Histoires de la nuit di Léa Mysius, in concorso a Cannes 2026, è un home invasion thriller tratto dal romanzo di Laurent Mauvignier: tensione, ritratti familiari e una regia asciutta per un film che sa a chi vuole parlare
Sono sempre tempi duri per i film di genere ai festival. Nonostante le dichiarazioni di facciata di critici e giornalisti che ne vorrebbero vedere di più, e che stigmatizzano i pochi spazi loro concessi, alla prova dei fatti certi film vengono fischiati — come nel caso di Histoires de la nuit, in concorso a Cannes 2026 — o ritenuti inadatti a un concorso, come pure qualcuno ha detto dell'incredibile Hope.
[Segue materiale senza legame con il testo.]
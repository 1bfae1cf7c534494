//! Sensing State
//!
//! Stopped ⇄ Running. A pending permission request is tracked by the
//! controller and does not count as Running.

/// Sensing lifecycle state
#[derive(Debug, Clone, Copy, PartialEq, Eq, Default)]
pub enum SensingState {
    /// Not producing sensing data
    #[default]
    Stopped,
    /// Configured and producing sensing data
    Running,
}

impl SensingState {
    pub fn is_running(&self) -> bool {
        matches!(self, Self::Running)
    }

    /// Get state name for observability.
    pub fn state_name(&self) -> &'static str {
        match self {
            Self::Stopped => "stopped",
            Self::Running => "running",
        }
    }
}
//! Sensing Lifecycle Subsystem
//!
//! Environment sensing (mesh reconstruction + horizontal plane detection)
//! is produced by the authority alone:
//! - Both subsystems are forced off at construction
//! - Start requires Host authority and an asynchronous permission grant
//! - Stop is always allowed and may destroy or hide produced artifacts
//! - Resume re-checks authority at call time
//! - A Follower evaluation forces everything off within the same tick

mod config;
mod controller;
mod state;

pub use config::SensingConfig;
pub use controller::{BootstrapPhase, SensingBounds, SensingLifecycleController};
pub use state::SensingState;
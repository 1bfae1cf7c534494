//! Ground height computation

use super::config::SnapConfig;
use crate::collaborators::{GroundQuery, NodeId, RayHit, SceneGraph};
use crate::geometry::{clamp, Aabb, Vec3};
use std::time::Duration;

/// Nearest hit that does not belong to the target's own subtree.
pub fn select_ground_hit(
    mut hits: Vec<RayHit>,
    scene: &dyn SceneGraph,
    target: NodeId,
) -> Option<RayHit> {
    hits.sort_by(|a, b| a.distance.total_cmp(&b.distance));
    hits.into_iter()
        .find(|hit| !scene.is_descendant_of(hit.collider.node, target))
}

/// Distance from the target origin down to its lowest point.
///
/// An explicit grounding point wins; otherwise the union of renderable
/// bounds under the target; otherwise zero.
pub fn bottom_offset(
    scene: &dyn SceneGraph,
    target: NodeId,
    grounding_point: Option<NodeId>,
) -> f32 {
    let Some(target_pose) = scene.world_pose(target) else {
        return 0.0;
    };
    if let Some(point) = grounding_point.and_then(|p| scene.world_pose(p)) {
        return target_pose.position.y - point.position.y;
    }
    let bounds = scene.renderable_bounds(target);
    match Aabb::union_all(&bounds) {
        Some(union) => target_pose.position.y - union.min.y,
        None => 0.0,
    }
}

/// Ray cast straight down from above the target.
///
/// Returns the world height the target origin should settle at, or `None`
/// when nothing outside the target's subtree was hit.
pub fn raycast_target_height(
    ground: &dyn GroundQuery,
    scene: &dyn SceneGraph,
    target: NodeId,
    grounding_point: Option<NodeId>,
    config: &SnapConfig,
) -> Option<f32> {
    let position = scene.world_pose(target)?.position;
    let offset = bottom_offset(scene, target, grounding_point);
    let origin = position + Vec3::UP * config.cast_height;

    let hits = ground.raycast_all(
        origin,
        Vec3::DOWN,
        config.cast_height * 3.0,
        config.ground_mask,
    );
    let hit = select_ground_hit(hits, scene, target)?;
    Some(hit.point.y + offset + config.padding)
}

/// Animation length for moving from `start_y` to `target_y`.
pub fn snap_duration(start_y: f32, target_y: f32, snap_speed: f32) -> Duration {
    let seconds = clamp((start_y - target_y).abs() / snap_speed.max(0.01), 0.05, 0.6);
    Duration::from_secs_f32(seconds)
}
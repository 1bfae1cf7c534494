//! Anchor Alignment and Content Binding Tests
//!
//! - Content ends up under the shared anchor on every participant
//! - Binding twice reparents once
//! - Only the Host writes the anchor pose

use anchorframe::anchor::{AlignOutcome, BindOutcome};
use anchorframe::collaborators::SceneGraph;
use anchorframe::config::FrameConfig;
use anchorframe::geometry::{Pose, Quat, Vec3};
use anchorframe::sim::{SimRole, SimWorld};
use anchorframe::FrameSession;
use std::time::Duration;

const TICK: Duration = Duration::from_millis(16);

fn space_pose() -> Pose {
    Pose::new(Vec3::new(1.5, 0.0, -2.0), Quat::from_yaw(30.0))
}

fn session(world: &SimWorld, config: FrameConfig) -> FrameSession {
    FrameSession::new(config, world.collaborators(), world.nodes())
}

fn approx_pose(a: Pose, b: Pose) -> bool {
    a.position.distance(b.position) < 1e-4 && (a.yaw_degrees() - b.yaw_degrees()).abs() < 1e-2
}

// =============================================================================
// Binding
// =============================================================================

#[test]
fn test_bind_twice_reparents_once() {
    let world = SimWorld::builder().build();
    let mut session = session(&world, FrameConfig::default());
    let content = world.nodes.content_root.unwrap();

    session.tick(Duration::ZERO);
    assert_eq!(world.scene.parent(content), world.nodes.anchor);

    let (_, bound) = session.notify_reference_pose_updated();
    assert_eq!(bound, BindOutcome::AlreadyBound);
    assert_eq!(world.scene.reparent_count(), 1);
}

#[test]
fn test_binding_preserves_world_pose() {
    let world = SimWorld::builder().build();
    let anchor = world.nodes.anchor.unwrap();
    world.scene.set_world_pose(anchor, space_pose());
    let target_before = world.target_pose().unwrap();

    let mut session = session(&world, FrameConfig::default());
    session.tick(Duration::ZERO);

    let target_after = world.target_pose().unwrap();
    assert!(approx_pose(target_before, target_after));
}

#[test]
fn test_localization_rebinds_moved_content() {
    let world = SimWorld::builder().build();
    let mut session = session(&world, FrameConfig::default());
    let content = world.nodes.content_root.unwrap();
    session.tick(Duration::ZERO);

    // Something else moved the content out from under the anchor
    world.scene.set_parent(content, None, true);
    world.localize();
    let report = session.tick(TICK);

    assert_eq!(report.localized_events, 1);
    assert_eq!(world.scene.parent(content), world.nodes.anchor);
}

#[test]
fn test_follower_binds_content_too() {
    let world = SimWorld::builder().role(SimRole::Follower).build();
    let mut session = session(&world, FrameConfig::default());

    session.tick(Duration::ZERO);

    let content = world.nodes.content_root.unwrap();
    assert_eq!(world.scene.parent(content), world.nodes.anchor);
}

// =============================================================================
// Alignment
// =============================================================================

#[test]
fn test_host_aligns_anchor_on_localization() {
    let world = SimWorld::builder().origin(space_pose()).build();
    let mut session = session(&world, FrameConfig::default());
    session.tick(Duration::ZERO);

    world.localize();
    session.tick(TICK);

    let anchor = world.scene.world_pose(world.nodes.anchor.unwrap()).unwrap();
    assert!(approx_pose(anchor, space_pose()));
}

#[test]
fn test_follower_never_writes_anchor() {
    let world = SimWorld::builder()
        .role(SimRole::Follower)
        .origin(space_pose())
        .build();
    let mut session = session(&world, FrameConfig::default());
    session.tick(Duration::ZERO);

    world.localize();
    session.tick(TICK);
    let (aligned, _) = session.notify_reference_pose_updated();

    assert_eq!(aligned, AlignOutcome::NotAuthority);
    let anchor = world.scene.world_pose(world.nodes.anchor.unwrap()).unwrap();
    assert_eq!(anchor, Pose::IDENTITY);
}

#[test]
fn test_reference_update_realigns_host() {
    let world = SimWorld::builder().build();
    let mut session = session(&world, FrameConfig::default());
    session.tick(Duration::ZERO);

    let moved = Pose::new(Vec3::new(-3.0, 0.0, 4.0), Quat::from_yaw(-90.0));
    world.scene.set_world_pose(world.nodes.reference.unwrap(), moved);
    let (aligned, bound) = session.notify_reference_pose_updated();

    let AlignOutcome::Aligned(pose) = aligned else {
        panic!("expected alignment, got {:?}", aligned);
    };
    assert!(approx_pose(pose, moved));
    assert_eq!(bound, BindOutcome::AlreadyBound);
}

#[test]
fn test_auto_align_off_ignores_localization() {
    let world = SimWorld::builder().origin(space_pose()).build();
    let mut config = FrameConfig::default();
    config.binder.auto_align_on_localized = false;
    let mut session = session(&world, config);
    session.tick(Duration::ZERO);

    world.localize();
    let report = session.tick(TICK);

    assert_eq!(report.localized_events, 0);
    let anchor = world.scene.world_pose(world.nodes.anchor.unwrap()).unwrap();
    assert_eq!(anchor, Pose::IDENTITY);
}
Un compleanno che diventa incubo
Il limite del film diretto da Léa Mysius è quello di non avere altre ambizioni se non quelle proprie della dinamica del thriller, per meglio dire dell'home invasion: il film si svolge durante il giorno del compleanno di Nora (Hafsia Herzi), una donna che lavora e vive con marito e figlia in una cittadina rurale, ospitati da una pittrice (Monica Bellucci) che è quasi una seconda madre; proprio mentre si apprestano a preparare la festa serale, tre uomini sconosciuti e malintenzionati piombano in casa.
Scritto da Mysius a partire da un romanzo di Laurent Mauvignier (pubblicato in Italia da Feltrinelli), Histoires de la nuit guarda ai classici del filone — come A History of Violence di Cronenberg o Ore disperate di Wyler e Cimino — con rispetto, senza mai sentire il bisogno di confrontarvisi, cercando piuttosto di costruire attraverso la tensione il ritratto di una famiglia in bilico.
Una famiglia in bilico
Quella mostrata è infatti una famiglia in qualche modo scricchiolante fin da subito, costruita su un vuoto appena nascosto, su tensioni fatte di sottili non detti e di emotività traballanti che cedono sotto il peso del passato, della verità e del dolore. Il tema familiare è tracciato con discrezione, ma attraversa una sottotrama dopo l'altra, un gruppo di personaggi dopo l'altro: la famiglia che invade, guidata dal carisma e dal talento di Benoît Magimel, è lo specchio deformato di quella invasa; il rapporto tra il capo e la piccola Ida è una ripetizione di ciò che nel passato c'era tra lui e Nora, la variante oscura di ciò che accade tra Cristina (il personaggio di Bellucci) e Bègue (Alane Delhaye).
Histoires de la nuit punta al suo obiettivo primario con sicurezza e riesce a raggiungerlo, con una certa asciuttezza e intelligenza nel racconto: non sarà "abbastanza" per stare in concorso a Cannes, ma lo è per coinvolgere il pubblico a cui ha scelto di rivolgersi.